It is impossible to make a trade-off between the three, so we ended up with a layered design instead. The level 1 cache is the most expensive and fastest, but the capacity is also the smallest; the level 2 cache is larger and slower, but the price is also cheaper. Then there comes memory. When memory is not enough, we can store on the hard disk — the largest capacity, the slowest speed, and the cheapest price. After so many years of development in computer science, this layered design is still in use. Complex systems usually ended up as decoupled.

CKB is a bit like computer memory, it’s visible to developers, but users don’t need to care about the CKB directly.

Q: Do other industries have this “layered” example?

Jan: I think there is a deeper reason for the layered structure. Layering is like the division of labor. In primitive society, everyone does all the things, you have to hunt, collect, and raising kids. Then there was a division of labor, someone goes for hunting, some others focusing on collecting, someone else taking care of the children at home. The division of labor is actually a differentiation, so that everyone can do what they do best.

Nervos CKB is the base layer only focusing on security, the upper layer will take care of everything else across all use cases (gaming, supply chain, e-commerce etc). The second layer can go as far as it needs to in order to improve performance. Previously blockchain has been very primitive, now we want to create a blockchain with divisions of labor built in.

Q: But there is a difference between the division of labor and layered structure. The layer structure has upper layer and base layer, while the division of labor is more flat?

Jan: Right. Division of labor is a more general concept than layering, and you can think of layering as a special type of division of labor. In the modern society, the government is like the bottom layer, which is responsible for maintaining the stable development of the whole society, and then going up to agriculture, industry and so on.

Q: How come the layered structure not very common in public chain design?

Jan: I think it’s because people misunderstood Satoshi previously. If you think all the nodes in the network is the same, it is actually against the division of labor. If all nodes are required to be the same, then each node has to do all the things — it has to mine, store transactions, relay and broadcast messages.

This kind of thinking will constrain the development of blockchain, and people are realizing that is not what Satoshi meant in the first place. In response to other people’s posts, Satoshi said that only a few people in the future Bitcoin network may be mining, and then others would use the SPV protocol to use the network with light nodes. This is why there is an SPV client in Bitcoin’s white paper. The SPV client is different from the full node. Satoshi purposely designed two sets of nodes from the start.

Common Knowledge

Common knowledge is the basis of collaboration. There are no technical means before to preserve a large amount of common knowledge.

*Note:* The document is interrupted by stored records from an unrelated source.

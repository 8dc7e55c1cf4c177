use anyhow::{Context, Result};
use std::collections::HashSet;
use std::env;
use std::path::PathBuf;

/// Runtime configuration loaded from environment variables
#[derive(Debug, Clone)]
pub struct Config {
    pub storage: StorageConfig,
    pub gas: GasConfig,
    pub dispatcher: DispatcherConfig,
    pub sandbox: SandboxConfig,
    pub tee: TeeConfig,
}

/// Persistent storage engine settings
#[derive(Debug, Clone)]
pub struct StorageConfig {
    pub storage_path: PathBuf,
    pub enable_encryption: bool,
    pub enable_compression: bool,
    /// Deflate level, 1..=9
    pub compression_level: u32,
    pub create_if_missing: bool,
    pub max_chunk_size: usize,
    pub enable_caching: bool,
    pub cache_size_bytes: usize,
    pub enable_auto_flush: bool,
    pub auto_flush_interval_ms: u64,
}

impl Default for StorageConfig {
    fn default() -> Self {
        Self {
            storage_path: PathBuf::from("./sealvm-data"),
            enable_encryption: true,
            enable_compression: true,
            compression_level: 6,
            create_if_missing: true,
            max_chunk_size: 4 * 1024 * 1024,
            enable_caching: true,
            cache_size_bytes: 50 * 1024 * 1024,
            enable_auto_flush: true,
            auto_flush_interval_ms: 5000,
        }
    }
}

/// Gas accounting settings
#[derive(Debug, Clone)]
pub struct GasConfig {
    pub max_gas_limit: u64,
    pub enable_time_based_gas: bool,
    /// Units accrued per millisecond of wall time
    pub gas_per_ms: u64,
    pub basic_op_gas: u64,
    pub memory_gas_per_byte: f64,
    pub storage_gas_per_byte: f64,
    pub crypto_op_gas: u64,
    pub timer_arm_gas: u64,
    pub timer_fire_gas: u64,
}

impl Default for GasConfig {
    fn default() -> Self {
        Self {
            max_gas_limit: 300_000_000,
            enable_time_based_gas: true,
            gas_per_ms: 10,
            basic_op_gas: 1,
            memory_gas_per_byte: 0.1,
            storage_gas_per_byte: 1.0,
            crypto_op_gas: 50,
            timer_arm_gas: 15,
            timer_fire_gas: 5,
        }
    }
}

/// Dispatcher settings
#[derive(Debug, Clone)]
pub struct DispatcherConfig {
    pub max_concurrent_executions: usize,
    pub queue_capacity: usize,
}

impl Default for DispatcherConfig {
    fn default() -> Self {
        Self {
            max_concurrent_executions: 4,
            queue_capacity: 32,
        }
    }
}

/// Sandbox settings
#[derive(Debug, Clone)]
pub struct SandboxConfig {
    /// QuickJS WASM binary carrying the sealvm host bridge
    pub quickjs_wasm_path: PathBuf,
    /// Fuel budget per run (instruction-ish accounting)
    pub max_fuel: u64,
    pub max_memory_mb: u32,
    /// When set, only scripts with an allowlisted SHA-256 digest run
    pub code_allowlist: Option<HashSet<String>>,
}

impl Default for SandboxConfig {
    fn default() -> Self {
        Self {
            quickjs_wasm_path: PathBuf::from("./quickjs.wasm"),
            max_fuel: 10_000_000_000,
            max_memory_mb: 128,
            code_allowlist: None,
        }
    }
}

/// TEE platform settings
#[derive(Debug, Clone)]
pub struct TeeConfig {
    pub mode: TeeModeConfig,
    /// Attestation pseudo-device directory (hardware mode)
    pub attestation_device_dir: PathBuf,
}

#[derive(Debug, Clone, Copy, PartialEq, Eq)]
pub enum TeeModeConfig {
    Hardware,
    Simulation,
}

impl Default for TeeConfig {
    fn default() -> Self {
        Self {
            mode: TeeModeConfig::Simulation,
            attestation_device_dir: PathBuf::from("/dev/attestation"),
        }
    }
}

impl Config {
    /// Load configuration from environment variables
    ///
    /// All variables are optional; unset ones take the defaults above.
    /// Recognized variables:
    /// - SEALVM_STORAGE_PATH, SEALVM_ENABLE_ENCRYPTION, SEALVM_ENABLE_COMPRESSION,
    ///   SEALVM_COMPRESSION_LEVEL, SEALVM_CREATE_IF_MISSING, SEALVM_MAX_CHUNK_SIZE,
    ///   SEALVM_ENABLE_CACHING, SEALVM_CACHE_SIZE_BYTES, SEALVM_ENABLE_AUTO_FLUSH,
    ///   SEALVM_AUTO_FLUSH_INTERVAL_MS
    /// - SEALVM_MAX_GAS_LIMIT, SEALVM_ENABLE_TIME_BASED_GAS, SEALVM_GAS_PER_MS,
    ///   SEALVM_BASIC_OP_GAS, SEALVM_MEMORY_GAS_PER_BYTE, SEALVM_STORAGE_GAS_PER_BYTE,
    ///   SEALVM_CRYPTO_OP_GAS, SEALVM_TIMER_ARM_GAS, SEALVM_TIMER_FIRE_GAS
    /// - SEALVM_MAX_CONCURRENT_EXECUTIONS, SEALVM_QUEUE_CAPACITY
    /// - SEALVM_QJS_WASM, SEALVM_MAX_FUEL, SEALVM_MAX_MEMORY_MB,
    ///   SEALVM_CODE_ALLOWLIST (comma-separated hex digests)
    /// - SEALVM_TEE_MODE (hardware | simulation), SEALVM_ATTESTATION_DEVICE_DIR
    pub fn from_env() -> Result<Self> {
        // Load .env file if present
        dotenv::dotenv().ok();

        let defaults = Config::default();

        let storage = StorageConfig {
            storage_path: opt_path("SEALVM_STORAGE_PATH", defaults.storage.storage_path),
            enable_encryption: opt_bool("SEALVM_ENABLE_ENCRYPTION", true)?,
            enable_compression: opt_bool("SEALVM_ENABLE_COMPRESSION", true)?,
            compression_level: opt_parse("SEALVM_COMPRESSION_LEVEL", 6)?,
            create_if_missing: opt_bool("SEALVM_CREATE_IF_MISSING", true)?,
            max_chunk_size: opt_parse("SEALVM_MAX_CHUNK_SIZE", defaults.storage.max_chunk_size)?,
            enable_caching: opt_bool("SEALVM_ENABLE_CACHING", true)?,
            cache_size_bytes: opt_parse("SEALVM_CACHE_SIZE_BYTES", defaults.storage.cache_size_bytes)?,
            enable_auto_flush: opt_bool("SEALVM_ENABLE_AUTO_FLUSH", true)?,
            auto_flush_interval_ms: opt_parse(
                "SEALVM_AUTO_FLUSH_INTERVAL_MS",
                defaults.storage.auto_flush_interval_ms,
            )?,
        };

        let gas = GasConfig {
            max_gas_limit: opt_parse("SEALVM_MAX_GAS_LIMIT", defaults.gas.max_gas_limit)?,
            enable_time_based_gas: opt_bool("SEALVM_ENABLE_TIME_BASED_GAS", true)?,
            gas_per_ms: opt_parse("SEALVM_GAS_PER_MS", defaults.gas.gas_per_ms)?,
            basic_op_gas: opt_parse("SEALVM_BASIC_OP_GAS", defaults.gas.basic_op_gas)?,
            memory_gas_per_byte: opt_parse(
                "SEALVM_MEMORY_GAS_PER_BYTE",
                defaults.gas.memory_gas_per_byte,
            )?,
            storage_gas_per_byte: opt_parse(
                "SEALVM_STORAGE_GAS_PER_BYTE",
                defaults.gas.storage_gas_per_byte,
            )?,
            crypto_op_gas: opt_parse("SEALVM_CRYPTO_OP_GAS", defaults.gas.crypto_op_gas)?,
            timer_arm_gas: opt_parse("SEALVM_TIMER_ARM_GAS", defaults.gas.timer_arm_gas)?,
            timer_fire_gas: opt_parse("SEALVM_TIMER_FIRE_GAS", defaults.gas.timer_fire_gas)?,
        };

        let dispatcher = DispatcherConfig {
            max_concurrent_executions: opt_parse(
                "SEALVM_MAX_CONCURRENT_EXECUTIONS",
                defaults.dispatcher.max_concurrent_executions,
            )?,
            queue_capacity: opt_parse("SEALVM_QUEUE_CAPACITY", defaults.dispatcher.queue_capacity)?,
        };

        let code_allowlist = env::var("SEALVM_CODE_ALLOWLIST").ok().map(|raw| {
            raw.split(',')
                .map(|d| d.trim().to_lowercase())
                .filter(|d| !d.is_empty())
                .collect::<HashSet<_>>()
        });

        let sandbox = SandboxConfig {
            quickjs_wasm_path: opt_path("SEALVM_QJS_WASM", defaults.sandbox.quickjs_wasm_path),
            max_fuel: opt_parse("SEALVM_MAX_FUEL", defaults.sandbox.max_fuel)?,
            max_memory_mb: opt_parse("SEALVM_MAX_MEMORY_MB", defaults.sandbox.max_memory_mb)?,
            code_allowlist,
        };

        let mode = match env::var("SEALVM_TEE_MODE").as_deref() {
            Ok("hardware") => TeeModeConfig::Hardware,
            Ok("simulation") | Err(_) => TeeModeConfig::Simulation,
            Ok(other) => anyhow::bail!("Invalid SEALVM_TEE_MODE: {other} (hardware | simulation)"),
        };
        let tee = TeeConfig {
            mode,
            attestation_device_dir: opt_path(
                "SEALVM_ATTESTATION_DEVICE_DIR",
                defaults.tee.attestation_device_dir,
            ),
        };

        let config = Self {
            storage,
            gas,
            dispatcher,
            sandbox,
            tee,
        };
        config.validate()?;
        Ok(config)
    }

    /// Validate configuration
    pub fn validate(&self) -> Result<()> {
        if !(1..=9).contains(&self.storage.compression_level) {
            anyhow::bail!("Compression level must be between 1 and 9");
        }

        if self.storage.max_chunk_size == 0 {
            anyhow::bail!("Max chunk size must be positive");
        }

        if self.storage.enable_auto_flush && self.storage.auto_flush_interval_ms == 0 {
            anyhow::bail!("Auto-flush interval must be positive");
        }

        if self.gas.max_gas_limit == 0 {
            anyhow::bail!("Max gas limit must be positive");
        }

        if self.gas.enable_time_based_gas && self.gas.gas_per_ms == 0 {
            anyhow::bail!("Gas per millisecond must be positive when time-based gas is enabled");
        }

        if self.gas.memory_gas_per_byte < 0.0 || self.gas.storage_gas_per_byte < 0.0 {
            anyhow::bail!("Per-byte gas costs cannot be negative");
        }

        if self.dispatcher.max_concurrent_executions == 0 {
            anyhow::bail!("Max concurrent executions must be at least 1");
        }

        if self.sandbox.max_fuel == 0 {
            anyhow::bail!("Sandbox fuel budget must be positive");
        }

        if self.sandbox.max_memory_mb == 0 {
            anyhow::bail!("Sandbox memory limit must be at least 1 MB");
        }

        Ok(())
    }
}

impl Default for Config {
    fn default() -> Self {
        Self {
            storage: StorageConfig::default(),
            gas: GasConfig::default(),
            dispatcher: DispatcherConfig::default(),
            sandbox: SandboxConfig::default(),
            tee: TeeConfig::default(),
        }
    }
}

fn opt_path(name: &str, default: PathBuf) -> PathBuf {
    env::var(name).map(PathBuf::from).unwrap_or(default)
}

fn opt_bool(name: &str, default: bool) -> Result<bool> {
    match env::var(name) {
        Ok(raw) => raw
            .parse::<bool>()
            .with_context(|| format!("{name} must be 'true' or 'false'")),
        Err(_) => Ok(default),
    }
}

fn opt_parse<T: std::str::FromStr>(name: &str, default: T) -> Result<T>
where
    T::Err: std::error::Error + Send + Sync + 'static,
{
    match env::var(name) {
        Ok(raw) => raw
            .parse::<T>()
            .with_context(|| format!("{name} must be a valid number")),
        Err(_) => Ok(default),
    }
}

#[cfg(test)]
mod tests {
    use super::*;

    #[test]
    fn default_config_is_valid() {
        let config = Config::default();
        assert!(config.validate().is_ok());
    }

    #[test]
    fn validation_rejects_bad_ranges() {
        let mut config = Config::default();
        config.storage.compression_level = 0;
        assert!(config.validate().is_err());

        config.storage.compression_level = 10;
        assert!(config.validate().is_err());

        config.storage.compression_level = 6;
        assert!(config.validate().is_ok());

        config.dispatcher.max_concurrent_executions = 0;
        assert!(config.validate().is_err());
        config.dispatcher.max_concurrent_executions = 4;

        config.gas.enable_time_based_gas = true;
        config.gas.gas_per_ms = 0;
        assert!(config.validate().is_err());
    }
}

Q: What exactly is Common Knowledge Base?

Terry: Someone once asked me: “why is it so expensive to store a piece of data on the blockchain, I don’t even have to spend money saving data on my own server.” I found this question very interesting — the data on blockchain is expensive because it is a piece of data that reached consensus, in other words, it is a common knowledge that everyone knows and admits, this is what makes storing information on a blockchain expensive.

The idea of Bitcoin was to make a public accounting book which reports who owns how much + keep track of all transactions. At Nervos we want to take this one step further and store all kinds of common knowledge within our blockchain, not just transactions.

This sounds similar to a database, however the main difference is that it uses a blockchain & cryptographic techniques to store something which is provably verified & has been reached through by consensus. All calculations and applications should be done within Layer 2, on top of Layer 1 (the Common knowledge Base). At the same time, the layer 2 solutions can be decentralized or centralized.

Jan: In fact, all laws and regulations are forms of common knowledge. Because there is no technical means to preserve a large amount of common knowledge, this may be a relatively new and abstract concept. You can think Nervos CKB as a court’s archives, and all the files are stored there. Because everyone knows it and abides by it, we can now trust each other and cooperate on activities.

Why is cross-border cooperation more difficult nowadays? Because I don’t know what laws and regulations you will abide by, you don’t know what’s on my side either. But in the virtual space, we can build something like Nervos CKB as a global standard, so everyone can cooperate without boundaries.

<A Brief History of Humanity> states that human beings are a community of imagination. Common knowledge is actually a common imagination. Something that all human beings know and imagine about.

In game theory, common knowledge is the basis of collaboration.

Daniel: The role of Nervos CKB is to reach consensus and store it. The biggest difference from the past is that the scope of action now is all human beings and the whole world. And thanks to blockchain, we can do it with a minimized cost. Nervos CKB is the core system designed for achieving common knowledge.

Q: Nervos has Nervos CKB as layer 1, and there have a lot of layer 2 solutions. Why do you decide to make your own layer 2 — Nervos AppChain?

Terry: Because the best way to understand the needs of developers, is to go through the trial and error process yourself. We had to come up with an initial implementation on our own to best understand our users.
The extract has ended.